Check every line below for the word "name" and copy each one that has it.

* [ENTRIES SUPPLIED]:
..........

//! # Problem Parameters
//!
//! Immutable records describing one simulation run:
//!
//! - **`HeatParameters`**: material constants, boundary-transfer constants and grid size
//! - **`ControllerConfig`**: gains, actuation gain and set-point of the boundary controller
//! - **`HeatRegime`**: which boundary regime / control law is simulated
//! - **`InitialProfile`**: initial temperature distribution
//!
//! PAY ATTENTION TO THE UNITS: temperatures are absolute (K) because the radiative
//! term is quartic in θ.
use super::discretization::{BoundaryKind, Grid};
use super::heat_error::HeatError;
use nalgebra::DVector;
use serde::{Deserialize, Serialize};
use std::fmt;

/// Stefan–Boltzmann constant W/(m²·K⁴)
pub const SIGMA_SB: f64 = 5.670374419e-8;

fn default_sigma() -> f64 {
    SIGMA_SB
}

/// Physical, boundary-transfer and discretization constants
#[derive(Debug, Clone, PartialEq, Serialize, Deserialize)]
pub struct HeatParameters {
    /// Thermal conductivity (W/m·K)
    pub Lambda: f64,
    /// Specific heat capacity (J/kg·K)
    pub c: f64,
    /// Density (kg/m³)
    pub ro: f64,
    /// Heat transfer coefficient (W/m²·K)
    pub h: f64,
    /// Emissivity (0–1)
    pub emissivity: f64,
    /// Stefan–Boltzmann constant (W/m²·K⁴)
    #[serde(default = "default_sigma")]
    pub sigma: f64,
    /// Ambient temperature (K)
    pub T_amb: f64,
    /// Rod length (m)
    pub L: f64,
    /// Number of grid points
    pub N: usize,
}

impl Default for HeatParameters {
    /// Steel rod, 10 cm, losing heat to a 298 K environment
    fn default() -> Self {
        Self {
            Lambda: 50.0,
            c: 500.0,
            ro: 7800.0,
            h: 10.0,
            emissivity: 0.6,
            sigma: SIGMA_SB,
            T_amb: 298.0,
            L: 0.1,
            N: 11,
        }
    }
}

impl HeatParameters {
    pub fn new(Lambda: f64, c: f64, ro: f64, L: f64, N: usize) -> Self {
        Self {
            Lambda,
            c,
            ro,
            L,
            N,
            ..Self::default()
        }
    }

    /// Set heat transfer coefficient, emissivity and ambient temperature
    pub fn with_boundary_transfer(mut self, h: f64, emissivity: f64, T_amb: f64) -> Self {
        self.h = h;
        self.emissivity = emissivity;
        self.T_amb = T_amb;
        self
    }

    /// Diffusivity α = λ/(c·ρ)
    pub fn alpha(&self) -> f64 {
        self.Lambda / (self.c * self.ro)
    }

    /// Grid spacing Δx = L/(N-1)
    pub fn dx(&self) -> f64 {
        self.L / (self.N as f64 - 1.0)
    }

    /// Radiative constant k = ε·σ
    pub fn k_rad(&self) -> f64 {
        self.emissivity * self.sigma
    }

    /// Largest forward-Euler step that keeps the diffusion term stable: 0.5·Δx²/α
    pub fn stability_limit(&self) -> f64 {
        0.5 * self.dx().powi(2) / self.alpha()
    }

    pub fn validate(&self) -> Result<(), HeatError> {
        if self.N < 3 {
            return Err(HeatError::InvalidConfiguration(format!(
                "N must be at least 3, got {}",
                self.N
            )));
        }
        let positive = [
            ("L", self.L),
            ("Lambda", self.Lambda),
            ("c", self.c),
            ("ro", self.ro),
        ];
        for (name, value) in positive {
            if !value.is_finite() || value <= 0.0 {
                return Err(HeatError::InvalidConfiguration(format!(
                    "{} must be positive, got {}",
                    name, value
                )));
            }
        }
        let non_negative = [
            ("h", self.h),
            ("emissivity", self.emissivity),
            ("sigma", self.sigma),
        ];
        for (name, value) in non_negative {
            if !value.is_finite() || value < 0.0 {
                return Err(HeatError::InvalidConfiguration(format!(
                    "{} must be non-negative, got {}",
                    name, value
                )));
            }
        }
        if !self.T_amb.is_finite() {
            return Err(HeatError::InvalidConfiguration(
                "T_amb must be finite".to_string(),
            ));
        }
        Ok(())
    }
}

/// Boundary controller: gains, actuation gain and reference temperature
#[derive(Debug, Clone, PartialEq, Serialize, Deserialize)]
pub struct ControllerConfig {
    /// Proportional gain (W/m²·K)
    pub Kp: f64,
    /// Integral gain (W/m²·K·s), unused by the proportional controller
    #[serde(default)]
    pub Ki: f64,
    /// Actuation gain: the flux injected at x = 0 is b·u
    pub b: f64,
    /// Reference temperature for θ(L) (K)
    pub y_ref: f64,
}

impl Default for ControllerConfig {
    fn default() -> Self {
        Self {
            Kp: 1000.0,
            Ki: 0.1,
            b: 1.0,
            y_ref: 400.0,
        }
    }
}

impl ControllerConfig {
    pub fn proportional(Kp: f64, b: f64, y_ref: f64) -> Self {
        Self {
            Kp,
            Ki: 0.0,
            b,
            y_ref,
        }
    }

    pub fn proportional_integral(Kp: f64, Ki: f64, b: f64, y_ref: f64) -> Self {
        Self { Kp, Ki, b, y_ref }
    }

    pub fn validate(&self) -> Result<(), HeatError> {
        for (name, value) in [
            ("Kp", self.Kp),
            ("Ki", self.Ki),
            ("b", self.b),
            ("y_ref", self.y_ref),
        ] {
            if !value.is_finite() {
                return Err(HeatError::InvalidConfiguration(format!(
                    "controller parameter {} must be finite, got {}",
                    name, value
                )));
            }
        }
        Ok(())
    }
}

/// Boundary regime / control law of the simulated rod
#[derive(Debug, Clone, Copy, PartialEq, Eq, Serialize, Deserialize)]
pub enum HeatRegime {
    /// Boundary nodes held at their initial values
    Dirichlet,
    /// Insulated ends
    ZeroNeumann,
    /// Convective and radiative loss at both ends
    Radiative,
    /// Actuation at x = 0 by a proportional controller, loss at x = L
    Proportional,
    /// Actuation at x = 0 by a proportional-integral controller, loss at x = L
    ProportionalIntegral,
}

impl HeatRegime {
    /// Boundary kind the diffusion operator is built with
    pub fn boundary_kind(&self) -> BoundaryKind {
        match self {
            HeatRegime::Dirichlet => BoundaryKind::Dirichlet,
            HeatRegime::ZeroNeumann => BoundaryKind::ZeroNeumann,
            HeatRegime::Radiative => BoundaryKind::Robin,
            HeatRegime::Proportional | HeatRegime::ProportionalIntegral => {
                BoundaryKind::RobinActuated
            }
        }
    }

    pub fn needs_controller(&self) -> bool {
        matches!(
            self,
            HeatRegime::Proportional | HeatRegime::ProportionalIntegral
        )
    }

    /// Extra state entries appended to the N temperatures
    pub fn augmented_states(&self) -> usize {
        match self {
            HeatRegime::ProportionalIntegral => 1,
            _ => 0,
        }
    }

    pub fn all() -> [HeatRegime; 5] {
        [
            HeatRegime::Dirichlet,
            HeatRegime::ZeroNeumann,
            HeatRegime::Radiative,
            HeatRegime::Proportional,
            HeatRegime::ProportionalIntegral,
        ]
    }
}

impl fmt::Display for HeatRegime {
    fn fmt(&self, f: &mut fmt::Formatter<'_>) -> fmt::Result {
        let name = match self {
            HeatRegime::Dirichlet => "Dirichlet",
            HeatRegime::ZeroNeumann => "zero-Neumann",
            HeatRegime::Radiative => "radiative Robin",
            HeatRegime::Proportional => "P control",
            HeatRegime::ProportionalIntegral => "PI control",
        };
        write!(f, "{}", name)
    }
}

/// Initial temperature distribution θ0(x)
#[derive(Debug, Clone, PartialEq, Serialize, Deserialize)]
pub enum InitialProfile {
    /// θ0(x) = value
    Uniform(f64),
    /// θ0(x) = m·(L·x - x²)
    Parabolic { m: f64 },
    /// One value per grid point
    Custom(Vec<f64>),
}

impl Default for InitialProfile {
    fn default() -> Self {
        InitialProfile::Uniform(300.0)
    }
}

impl InitialProfile {
    /// Sample the profile on the grid
    pub fn generate(&self, grid: &Grid) -> Result<DVector<f64>, HeatError> {
        let L = grid.length();
        let profile = match self {
            InitialProfile::Uniform(value) => DVector::from_element(grid.len(), *value),
            InitialProfile::Parabolic { m } => grid.points().map(|x| m * (L * x - x * x)),
            InitialProfile::Custom(values) => {
                if values.len() != grid.len() {
                    return Err(HeatError::InvalidConfiguration(format!(
                        "custom initial profile has {} values, grid has {} points",
                        values.len(),
                        grid.len()
                    )));
                }
                DVector::from_vec(values.clone())
            }
        };
        if profile.iter().any(|v| !v.is_finite()) {
            return Err(HeatError::InvalidConfiguration(
                "initial profile contains non-finite values".to_string(),
            ));
        }
        Ok(profile)
    }

    /// Initial state of the simulated system: temperatures plus `extra` zeros
    /// (integrated tracking error of the PI loop starts at zero)
    pub fn initial_state(&self, grid: &Grid, extra: usize) -> Result<DVector<f64>, HeatError> {
        let theta = self.generate(grid)?;
        if extra == 0 {
            return Ok(theta);
        }
        let n = theta.len();
        Ok(theta.resize_vertically(n + extra, 0.0))
    }
}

..........

* [YOUR SOLUTION]:
        for (name, value) in positive {
                    name, value
        for (name, value) in non_negative {
                    name, value
        for (name, value) in [
                    name, value
        let name = match self {
        write!(f, "{}", name)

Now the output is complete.